> Exercise brief
Scan the records below, and wherever a line has the word "ConsoleState", pull it out.

> Task material
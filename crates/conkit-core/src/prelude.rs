//! Convenient re-exports for common usage patterns
//!
//! ```
//! use conkit_core::prelude::*;
//!
//! let completer = PrefixCompleter::new(["help", "history"]);
//! assert_eq!(completer.complete("he").prefix, "help");
//! ```

// Widgets
pub use crate::console::{Console, ConsoleConfig, ConsoleState};
pub use crate::editor::LineEditor;
pub use crate::executer::{ConsoleWriter, EchoExecuter, Execution, Executer};

// Completion and history
pub use crate::completion::{Completer, Completion, PrefixCompleter};
pub use crate::history::HistoryBuffer;

// Routing and input
pub use crate::key::{Event, Key, KeyEvent};
pub use crate::router::{Component, EventQueue, EventRouter};

// Surfaces
pub use crate::surface::{Attribute, CellSurface, Color, EventSource, Rect};

// Error handling
pub use crate::error::{ConsoleError, ConsoleResult};

#[cfg(test)]
mod tests {
    use super::*;

    #[test]
    fn test_prelude_imports() {
        let _key = Key::Enter;
        let _config = ConsoleConfig::default();
        let _history = HistoryBuffer::default();
        let _rect = Rect::full((80, 24));
        let _result: ConsoleResult<()> = Ok(());
    }
}
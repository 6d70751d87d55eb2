//! Cell surface and input source abstractions.
//!
//! A [`CellSurface`] is a grid of character cells that widgets draw into and
//! that is presented on [`CellSurface::flush`]. An [`EventSource`] yields the
//! physical input stream. Backends live in `conkit-io`.

use crate::error::ConsoleResult;
use crate::key::Event;

/// Foreground/background colors understood by every backend
#[derive(Debug, Clone, Copy, PartialEq, Eq, Hash, Default)]
pub enum Color {
    #[default]
    Default,
    Black,
    Red,
    Green,
    Yellow,
    Blue,
    Magenta,
    Cyan,
    White,
}

/// Color plus text attributes of one cell side
#[derive(Debug, Clone, Copy, PartialEq, Eq, Hash, Default)]
pub struct Attribute {
    pub color: Color,
    pub bold: bool,
    pub underline: bool,
    pub reverse: bool,
}

impl Attribute {
    /// Terminal default color, no attributes
    pub const NORMAL: Attribute = Attribute {
        color: Color::Default,
        bold: false,
        underline: false,
        reverse: false,
    };

    /// Reverse video, used to highlight the cursor cell
    pub const CURSOR: Attribute = Attribute {
        color: Color::Default,
        bold: false,
        underline: false,
        reverse: true,
    };

    pub fn new(color: Color) -> Self {
        Self {
            color,
            ..Self::NORMAL
        }
    }
}

/// One character cell of a surface
#[derive(Debug, Clone, Copy, PartialEq, Eq)]
pub struct Cell {
    pub ch: char,
    pub fg: Attribute,
    pub bg: Attribute,
}

impl Cell {
    pub const BLANK: Cell = Cell {
        ch: ' ',
        fg: Attribute::NORMAL,
        bg: Attribute::NORMAL,
    };
}

impl Default for Cell {
    fn default() -> Self {
        Self::BLANK
    }
}

/// Rectangle of cells owned by a widget
#[derive(Debug, Clone, Copy, PartialEq, Eq, Default)]
pub struct Rect {
    pub top: usize,
    pub left: usize,
    pub width: usize,
    pub height: usize,
}

impl Rect {
    pub fn new(left: usize, top: usize, width: usize, height: usize) -> Self {
        Self {
            top,
            left,
            width,
            height,
        }
    }

    /// The whole of a `(width, height)` surface
    pub fn full(size: (usize, usize)) -> Self {
        Self::new(0, 0, size.0, size.1)
    }

    /// Last column inside the rectangle
    pub fn right(&self) -> usize {
        self.left + self.width.saturating_sub(1)
    }

    /// Last row inside the rectangle
    pub fn bottom(&self) -> usize {
        self.top + self.height.saturating_sub(1)
    }

    pub fn is_empty(&self) -> bool {
        self.width == 0 || self.height == 0
    }

    pub fn contains(&self, x: usize, y: usize) -> bool {
        !self.is_empty()
            && x >= self.left
            && x <= self.right()
            && y >= self.top
            && y <= self.bottom()
    }
}

/// Character-cell output surface.
///
/// Methods take `&self`; implementations keep their grid behind interior
/// mutability so the surface can be shared as `Arc<dyn CellSurface>`.
pub trait CellSurface: Send + Sync {
    /// Prepare the surface for drawing (raw mode, alternate screen, ...)
    fn init(&self) -> ConsoleResult<()>;

    /// Restore the terminal. Safe to call more than once.
    fn close(&self);

    /// Surface size as (width, height) in cells
    fn size(&self) -> (usize, usize);

    /// Set one cell. Coordinates outside the surface are ignored.
    fn set_cell(&self, x: usize, y: usize, ch: char, fg: Attribute, bg: Attribute);

    /// Snapshot of every cell, row-major, row width `size().0`
    fn cell_buffer(&self) -> Vec<Cell>;

    /// Present pending cell changes
    fn flush(&self) -> ConsoleResult<()>;
}

/// Blocking source of physical input events
pub trait EventSource: Send + Sync {
    /// Block until the next event is available
    fn poll_event(&self) -> ConsoleResult<Event>;
}

#[cfg(test)]
mod tests {
    use super::*;

    #[test]
    fn test_rect_bounds() {
        let rect = Rect::new(2, 1, 10, 3);
        assert_eq!(rect.right(), 11);
        assert_eq!(rect.bottom(), 3);
        assert!(rect.contains(2, 1));
        assert!(rect.contains(11, 3));
        assert!(!rect.contains(12, 3));
        assert!(!rect.contains(2, 0));
    }

    #[test]
    fn test_empty_rect_contains_nothing() {
        let rect = Rect::new(0, 0, 0, 5);
        assert!(rect.is_empty());
        assert!(!rect.contains(0, 0));
    }

    #[test]
    fn test_attribute_constants() {
        assert!(Attribute::CURSOR.reverse);
        assert_eq!(Attribute::default(), Attribute::NORMAL);
        assert_eq!(Attribute::new(Color::Red).color, Color::Red);
        assert_eq!(Cell::default().ch, ' ');
    }
}
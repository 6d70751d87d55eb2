//! State machine-based key parser for handling raw terminal input.
//!
//! The parser keeps state between calls so that escape sequences and UTF-8
//! characters split across reads are decoded correctly.

use crate::key::{Key, KeyEvent};
use crate::sequence_matcher::{MatchResult, SequenceMatcher};

/// Maximum buffer size to prevent unbounded memory growth
const MAX_BUFFER_SIZE: usize = 1024;

/// Parser state for handling different types of input sequences
#[derive(Debug, Clone, Copy, PartialEq, Eq)]
pub enum ParserState {
    /// Plain input and known single-byte sequences
    Normal,
    /// After ESC (0x1B)
    EscapeSequence,
    /// After ESC[
    CsiSequence,
    /// Inside a multi-byte UTF-8 character; holds the total encoded length
    Utf8 { expected: usize },
}

/// State machine parser for converting raw terminal input bytes to key events
pub struct KeyParser {
    state: ParserState,
    /// Bytes of the sequence or character being accumulated
    buffer: Vec<u8>,
    sequence_matcher: SequenceMatcher,
}

impl KeyParser {
    pub fn new() -> Self {
        Self {
            state: ParserState::Normal,
            buffer: Vec::new(),
            sequence_matcher: SequenceMatcher::new(),
        }
    }

    /// Current parser state
    pub fn state(&self) -> ParserState {
        self.state
    }

    /// Whether a partial sequence is buffered
    pub fn has_pending(&self) -> bool {
        !self.buffer.is_empty()
    }

    /// Feed raw bytes to the parser and return any complete key events.
    ///
    /// Partial sequences are buffered until a later call completes them or
    /// [`flush`](Self::flush) gives up on them.
    pub fn feed(&mut self, data: &[u8]) -> Vec<KeyEvent> {
        let mut events = Vec::new();

        for &byte in data {
            if self.buffer.len() >= MAX_BUFFER_SIZE {
                events.push(KeyEvent::simple(Key::NotDefined));
                self.reset();
            }

            match self.state {
                ParserState::Normal => self.handle_normal_byte(byte, &mut events),
                ParserState::EscapeSequence => self.handle_escape_byte(byte, &mut events),
                ParserState::CsiSequence => self.handle_csi_byte(byte, &mut events),
                ParserState::Utf8 { expected } => {
                    self.handle_utf8_byte(byte, expected, &mut events)
                }
            }
        }

        events
    }

    /// Flush any incomplete sequence.
    ///
    /// Called when no more bytes are immediately available, so a lone ESC is
    /// reported as [`Key::Escape`].
    pub fn flush(&mut self) -> Vec<KeyEvent> {
        let mut events = Vec::new();

        if !self.buffer.is_empty() {
            match self.state {
                ParserState::Utf8 { .. } => events.push(KeyEvent::simple(Key::NotDefined)),
                _ => {
                    let consumed = match self.sequence_matcher.find_longest_match(&self.buffer) {
                        Some(longest) => {
                            events.push(KeyEvent::simple(longest.key));
                            longest.consumed_bytes
                        }
                        None => 0,
                    };
                    for &byte in &self.buffer[consumed..] {
                        events.push(Self::create_char_event(byte));
                    }
                }
            }
        }

        self.reset();
        events
    }

    /// Reset the parser state and clear all buffers
    pub fn reset(&mut self) {
        self.state = ParserState::Normal;
        self.buffer.clear();
    }

    fn handle_normal_byte(&mut self, byte: u8, events: &mut Vec<KeyEvent>) {
        if byte == 0x1b {
            self.buffer.push(byte);
            self.state = ParserState::EscapeSequence;
            return;
        }

        if let Some(expected) = utf8_sequence_len(byte) {
            self.buffer.push(byte);
            self.state = ParserState::Utf8 { expected };
            return;
        }

        match self.sequence_matcher.match_sequence(&[byte]) {
            MatchResult::Exact(key) => events.push(KeyEvent::simple(key)),
            _ => events.push(Self::create_char_event(byte)),
        }
    }

    fn handle_escape_byte(&mut self, byte: u8, events: &mut Vec<KeyEvent>) {
        self.buffer.push(byte);

        if byte == b'[' {
            self.state = ParserState::CsiSequence;
            return;
        }

        match self.sequence_matcher.match_sequence(&self.buffer) {
            MatchResult::Exact(key) => {
                events.push(KeyEvent::simple(key));
                self.reset();
            }
            MatchResult::Prefix => {}
            MatchResult::NoMatch => {
                // Not a sequence we know: the ESC stands alone
                events.push(KeyEvent::simple(Key::Escape));
                self.reset();
                self.handle_normal_byte(byte, events);
            }
        }
    }

    fn handle_csi_byte(&mut self, byte: u8, events: &mut Vec<KeyEvent>) {
        self.buffer.push(byte);

        match self.sequence_matcher.match_sequence(&self.buffer) {
            MatchResult::Exact(key) => {
                events.push(KeyEvent::simple(key));
                self.reset();
            }
            MatchResult::Prefix => {}
            MatchResult::NoMatch => {
                if is_csi_parameter_byte(byte) {
                    // Parameterized sequence we may not know; wait for the final byte
                } else if is_csi_final_byte(byte) {
                    events.push(KeyEvent::simple(Key::NotDefined));
                    self.reset();
                } else {
                    events.push(KeyEvent::simple(Key::Escape));
                    events.push(KeyEvent::char('['));
                    let remaining: Vec<u8> = self.buffer[2..].to_vec();
                    self.reset();
                    for b in remaining {
                        self.handle_normal_byte(b, events);
                    }
                }
            }
        }
    }

    fn handle_utf8_byte(&mut self, byte: u8, expected: usize, events: &mut Vec<KeyEvent>) {
        if !(0x80..=0xbf).contains(&byte) {
            // Truncated character; drop it and start over with this byte
            events.push(KeyEvent::simple(Key::NotDefined));
            self.reset();
            self.handle_normal_byte(byte, events);
            return;
        }

        self.buffer.push(byte);
        if self.buffer.len() < expected {
            return;
        }

        let event = std::str::from_utf8(&self.buffer)
            .ok()
            .and_then(|s| s.chars().next())
            .map(KeyEvent::char)
            .unwrap_or_else(|| KeyEvent::simple(Key::NotDefined));
        events.push(event);
        self.reset();
    }

    fn create_char_event(byte: u8) -> KeyEvent {
        match byte {
            b' ' => KeyEvent::simple(Key::Space),
            0x21..=0x7e => KeyEvent::char(byte as char),
            _ => KeyEvent::simple(Key::NotDefined),
        }
    }
}

impl Default for KeyParser {
    fn default() -> Self {
        Self::new()
    }
}

/// Total encoded length for a UTF-8 lead byte of a multi-byte character
fn utf8_sequence_len(byte: u8) -> Option<usize> {
    match byte {
        0xc2..=0xdf => Some(2),
        0xe0..=0xef => Some(3),
        0xf0..=0xf4 => Some(4),
        _ => None,
    }
}

/// CSI parameter bytes (digits, separators and private markers)
fn is_csi_parameter_byte(byte: u8) -> bool {
    matches!(byte, b'0'..=b'9' | b';' | b':' | b'<' | b'=' | b'>' | b'?')
}

fn is_csi_final_byte(byte: u8) -> bool {
    matches!(byte, b'@'..=b'~')
}

#[cfg(test)]
mod tests {
    use super::*;

    fn keys(events: &[KeyEvent]) -> Vec<Key> {
        events.iter().map(|e| e.key).collect()
    }

    #[test]
    fn test_parser_creation() {
        let parser = KeyParser::new();
        assert_eq!(parser.state(), ParserState::Normal);
        assert!(!parser.has_pending());
    }

    #[test]
    fn test_simple_control_characters() {
        let mut parser = KeyParser::new();

        let events = parser.feed(&[0x03]);
        assert_eq!(keys(&events), vec![Key::ControlC]);

        let events = parser.feed(&[0x09, 0x0d, 0x7f, 0x08]);
        assert_eq!(
            keys(&events),
            vec![Key::Tab, Key::Enter, Key::Backspace, Key::Backspace]
        );
    }

    #[test]
    fn test_printable_characters() {
        let mut parser = KeyParser::new();

        let events = parser.feed(b"hi there");
        let chars: Vec<Option<char>> = events.iter().map(|e| e.printable()).collect();
        let expected: Vec<Option<char>> = "hi there".chars().map(Some).collect();
        assert_eq!(chars, expected);
        assert_eq!(events[2].key, Key::Space);
    }

    #[test]
    fn test_escape_key() {
        let mut parser = KeyParser::new();

        let events = parser.feed(&[0x1b]);
        assert!(events.is_empty());
        assert_eq!(parser.state(), ParserState::EscapeSequence);

        let events = parser.flush();
        assert_eq!(keys(&events), vec![Key::Escape]);
        assert_eq!(parser.state(), ParserState::Normal);
    }

    #[test]
    fn test_arrow_keys_incremental() {
        let mut parser = KeyParser::new();

        assert!(parser.feed(&[0x1b]).is_empty());
        assert!(parser.feed(&[0x5b]).is_empty());
        assert_eq!(parser.state(), ParserState::CsiSequence);

        let events = parser.feed(&[0x41]);
        assert_eq!(keys(&events), vec![Key::Up]);
        assert_eq!(parser.state(), ParserState::Normal);

        let events = parser.feed(b"\x1bOD");
        assert_eq!(keys(&events), vec![Key::Left]);
    }

    #[test]
    fn test_function_and_editing_keys() {
        let mut parser = KeyParser::new();

        let events = parser.feed(b"\x1bOP\x1b[15~\x1b[3~\x1b[H\x1b[4~");
        assert_eq!(
            keys(&events),
            vec![Key::F1, Key::F5, Key::Delete, Key::Home, Key::End]
        );
    }

    #[test]
    fn test_invalid_escape_sequence() {
        let mut parser = KeyParser::new();

        let events = parser.feed(&[0x1b, b'x']);
        assert_eq!(events, vec![KeyEvent::simple(Key::Escape), KeyEvent::char('x')]);
        assert_eq!(parser.state(), ParserState::Normal);
    }

    #[test]
    fn test_unknown_csi_sequence() {
        let mut parser = KeyParser::new();

        let events = parser.feed(b"\x1b[999z");
        assert_eq!(keys(&events), vec![Key::NotDefined]);
        assert_eq!(parser.state(), ParserState::Normal);
    }

    #[test]
    fn test_utf8_characters() {
        let mut parser = KeyParser::new();

        let events = parser.feed("é→".as_bytes());
        assert_eq!(events, vec![KeyEvent::char('é'), KeyEvent::char('→')]);
    }

    #[test]
    fn test_utf8_split_across_feeds() {
        let mut parser = KeyParser::new();
        let bytes = "ж".as_bytes();

        assert!(parser.feed(&bytes[..1]).is_empty());
        assert_eq!(parser.state(), ParserState::Utf8 { expected: 2 });
        assert_eq!(parser.feed(&bytes[1..]), vec![KeyEvent::char('ж')]);
    }

    #[test]
    fn test_truncated_utf8() {
        let mut parser = KeyParser::new();

        let events = parser.feed(&[0xe2, b'a']);
        assert_eq!(events, vec![KeyEvent::simple(Key::NotDefined), KeyEvent::char('a')]);
    }

    #[test]
    fn test_flush_partial_sequences() {
        let mut parser = KeyParser::new();

        parser.feed(&[0x1b, 0x5b, 0x31]);
        assert_eq!(parser.state(), ParserState::CsiSequence);

        let events = parser.flush();
        assert_eq!(events[0].key, Key::Escape);
        assert_eq!(events[1], KeyEvent::char('['));
        assert_eq!(events[2], KeyEvent::char('1'));
        assert!(!parser.has_pending());
    }

    #[test]
    fn test_buffer_overflow_protection() {
        let mut parser = KeyParser::new();

        let mut long_input = vec![0x1b, 0x5b];
        long_input.extend(vec![0x30; MAX_BUFFER_SIZE]);

        let events = parser.feed(&long_input);
        assert!(!events.is_empty());
        assert!(parser.buffer.len() < MAX_BUFFER_SIZE);
    }

    #[test]
    fn test_multiple_sequences_in_one_feed() {
        let mut parser = KeyParser::new();

        let events = parser.feed(b"\x03\x1b[A\x1b[Ba\x04");
        assert_eq!(
            keys(&events),
            vec![Key::ControlC, Key::Up, Key::Down, Key::Char, Key::ControlD]
        );
    }
}
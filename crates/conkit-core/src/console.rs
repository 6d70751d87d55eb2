//! Interactive command-line widget.
//!
//! A [`Console`] reads key events from its queue, edits the current line in
//! its [`LineEditor`], browses history, completes with the configured
//! [`Completer`] and hands submitted lines to its [`Executer`].

use crate::completion::Completer;
use crate::editor::LineEditor;
use crate::error::{ConsoleError, ConsoleResult};
use crate::executer::{ConsoleWriter, EchoExecuter, Executer};
use crate::history::{HistoryBuffer, DEFAULT_HISTORY_CAPACITY};
use crate::key::{Event, Key, KeyEvent};
use crate::router::{Component, EventQueue};
use crate::surface::{CellSurface, Rect};
use log::{debug, error, info, trace};
use std::sync::Arc;
use unicode_width::UnicodeWidthChar;

/// Largest accepted history capacity
pub const MAX_HISTORY_CAPACITY: usize = 100_000;

/// Console widget configuration
#[derive(Debug, Clone, PartialEq, Eq)]
pub struct ConsoleConfig {
    /// Text printed before every input line
    pub prompt: String,
    /// Number of submitted lines remembered for up/down recall
    pub history_capacity: usize,
    /// Blank cells between completion columns
    pub column_padding: usize,
}

impl Default for ConsoleConfig {
    fn default() -> Self {
        Self {
            prompt: "> ".to_string(),
            history_capacity: DEFAULT_HISTORY_CAPACITY,
            column_padding: 2,
        }
    }
}

impl ConsoleConfig {
    pub fn with_prompt(mut self, prompt: impl Into<String>) -> Self {
        self.prompt = prompt.into();
        self
    }

    pub fn with_history_capacity(mut self, capacity: usize) -> Self {
        self.history_capacity = capacity;
        self
    }

    pub fn with_column_padding(mut self, padding: usize) -> Self {
        self.column_padding = padding;
        self
    }

    pub fn validate(&self) -> ConsoleResult<()> {
        if self.prompt.is_empty() {
            return Err(ConsoleError::ConfigurationError(
                "Prompt cannot be empty".to_string(),
            ));
        }

        if self.prompt.chars().any(|c| c.is_control()) {
            return Err(ConsoleError::ConfigurationError(
                "Prompt cannot contain control characters".to_string(),
            ));
        }

        if self.history_capacity == 0 {
            return Err(ConsoleError::ConfigurationError(
                "History capacity must be greater than 0".to_string(),
            ));
        }

        if self.history_capacity > MAX_HISTORY_CAPACITY {
            return Err(ConsoleError::ConfigurationError(format!(
                "History capacity cannot exceed {MAX_HISTORY_CAPACITY}"
            )));
        }

        Ok(())
    }
}

/// Lifecycle of a console widget
#[derive(Debug, Clone, Copy, PartialEq, Eq)]
pub enum ConsoleState {
    AwaitingInput,
    Terminated,
}

pub struct Console {
    editor: LineEditor,
    history: HistoryBuffer,
    completer: Option<Box<dyn Completer>>,
    executer: Box<dyn Executer>,
    config: ConsoleConfig,
    state: ConsoleState,
    last_status: i32,
    started: bool,
}

impl Console {
    /// Console with the default configuration and an [`EchoExecuter`]
    pub fn new(surface: Arc<dyn CellSurface>, rect: Rect) -> Self {
        Self::build(surface, rect, ConsoleConfig::default())
    }

    pub fn with_config(
        surface: Arc<dyn CellSurface>,
        rect: Rect,
        config: ConsoleConfig,
    ) -> ConsoleResult<Self> {
        config.validate()?;
        Ok(Self::build(surface, rect, config))
    }

    fn build(surface: Arc<dyn CellSurface>, rect: Rect, config: ConsoleConfig) -> Self {
        Self {
            editor: LineEditor::new(surface, rect),
            history: HistoryBuffer::new(config.history_capacity),
            completer: None,
            executer: Box::new(EchoExecuter),
            config,
            state: ConsoleState::AwaitingInput,
            last_status: 0,
            started: false,
        }
    }

    pub fn with_executer(mut self, executer: impl Executer + 'static) -> Self {
        self.set_executer(executer);
        self
    }

    pub fn with_completer(mut self, completer: impl Completer + 'static) -> Self {
        self.set_completer(completer);
        self
    }

    pub fn set_executer(&mut self, executer: impl Executer + 'static) {
        self.executer = Box::new(executer);
    }

    pub fn set_completer(&mut self, completer: impl Completer + 'static) {
        self.completer = Some(Box::new(completer));
    }

    pub fn state(&self) -> ConsoleState {
        self.state
    }

    /// Status returned by the most recent command
    pub fn last_status(&self) -> i32 {
        self.last_status
    }

    pub fn config(&self) -> &ConsoleConfig {
        &self.config
    }

    pub fn editor(&self) -> &LineEditor {
        &self.editor
    }

    pub fn history(&self) -> &HistoryBuffer {
        &self.history
    }

    /// Print the first prompt. Called by [`run`](Self::run); only needed
    /// when driving the console with [`handle_event`](Self::handle_event).
    pub fn start(&mut self) {
        if !self.started {
            self.started = true;
            self.editor.begin_prompt(&self.config.prompt);
        }
    }

    /// Consume events from `queue` until terminated or the queue disconnects
    pub fn run(&mut self, queue: &EventQueue) -> ConsoleResult<()> {
        self.start();
        self.present()?;

        while self.state == ConsoleState::AwaitingInput {
            let Some(event) = queue.poll_event() else {
                debug!("Console: event queue disconnected");
                break;
            };
            self.handle_event(event);
            self.present()?;
        }

        info!("Console: stopped with status {}", self.last_status);
        Ok(())
    }

    fn present(&self) -> ConsoleResult<()> {
        self.editor.surface().flush().map_err(|e| {
            error!("Console: flush failed: {e}");
            e
        })
    }

    /// Apply one input event
    pub fn handle_event(&mut self, event: Event) {
        if self.state == ConsoleState::Terminated {
            return;
        }
        match event {
            Event::Key(key) => self.handle_key(key),
            Event::Resize { width, height } => {
                debug!("Console: resize to {width}x{height} ignored");
            }
        }
    }

    fn handle_key(&mut self, event: KeyEvent) {
        trace!("Console: key {event:?}");

        if let Some(ch) = event.printable() {
            if ch.width() == Some(1) {
                let offset = self.editor.cursor_offset();
                self.editor.insert_at(offset, ch);
            } else {
                trace!("Console: dropping non single-cell character {ch:?}");
            }
            return;
        }

        match event.key {
            Key::Enter => self.submit(),
            Key::ControlC => {
                debug!("Console: interrupted");
                self.state = ConsoleState::Terminated;
            }
            Key::Backspace | Key::ControlH => {
                let offset = self.editor.cursor_offset();
                self.editor.delete_before(offset);
            }
            Key::Up => {
                let live = self.editor.line();
                if let Some(text) = self.history.recall_older(&live) {
                    self.editor.replace_line(text);
                }
            }
            Key::Down => {
                if let Some(text) = self.history.recall_newer() {
                    self.editor.replace_line(text);
                }
            }
            Key::Tab => self.complete(),
            Key::Left => self.editor.move_cursor(-1),
            Key::Right => self.editor.move_cursor(1),
            _ => trace!("Console: ignoring {:?}", event.key),
        }
    }

    fn submit(&mut self) {
        self.editor.move_to_end();
        let line = self.editor.take_line();
        self.editor.new_row();

        let execution = self.executer.execute(&line, &mut self.editor);
        debug!(
            "Console: executed {line:?} -> status {}, keep running {}",
            execution.status, execution.keep_running
        );
        self.last_status = execution.status;
        self.history.record(&line);
        self.history.reset();

        if execution.keep_running {
            self.editor.begin_prompt(&self.config.prompt);
        } else {
            self.state = ConsoleState::Terminated;
        }
    }

    fn complete(&mut self) {
        let Some(completer) = &self.completer else {
            return;
        };
        let line = self.editor.line();
        let mut completion = completer.complete(&line);
        debug!(
            "Console: completion for {line:?}: prefix {:?}, {} matches",
            completion.prefix,
            completion.matches.len()
        );

        match completion.matches.len() {
            0 => {}
            1 => self.editor.replace_line(&completion.matches[0]),
            _ => {
                completion.matches.sort();
                self.editor.replace_line(&completion.prefix);
                self.editor.new_row();
                let width = self.editor.rect().width;
                for row in layout_columns(&completion.matches, width, self.config.column_padding) {
                    self.editor.write_line(&row);
                }
                self.editor.begin_prompt(&self.config.prompt);
                self.editor.replace_line(&completion.prefix);
            }
        }
    }
}

impl Component for Console {
    fn name(&self) -> &str {
        "console"
    }

    fn run(&mut self, queue: &EventQueue) -> ConsoleResult<()> {
        Console::run(self, queue)
    }
}

/// Arrange `matches` into rows of equal-width columns.
///
/// Column width is the longest match plus `padding`; as many columns are
/// used as fit in `width` (at least one). Rows carry no trailing padding.
pub fn layout_columns(matches: &[String], width: usize, padding: usize) -> Vec<String> {
    let Some(longest) = matches.iter().map(|m| m.chars().count()).max() else {
        return Vec::new();
    };
    let column_width = longest + padding;
    let columns = ((width + padding) / column_width.max(1)).max(1);

    matches
        .chunks(columns)
        .map(|chunk| {
            let mut row = String::new();
            for (i, entry) in chunk.iter().enumerate() {
                if i + 1 == chunk.len() {
                    row.push_str(entry);
                } else {
                    row.push_str(&format!("{entry:<column_width$}"));
                }
            }
            row
        })
        .collect()
}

> Solution to this task
pub use crate::console::{Console, ConsoleConfig, ConsoleState};
pub enum ConsoleState {
    state: ConsoleState,
            state: ConsoleState::AwaitingInput,
    pub fn state(&self) -> ConsoleState {
        while self.state == ConsoleState::AwaitingInput {
        if self.state == ConsoleState::Terminated {
                self.state = ConsoleState::Terminated;
            self.state = ConsoleState::Terminated;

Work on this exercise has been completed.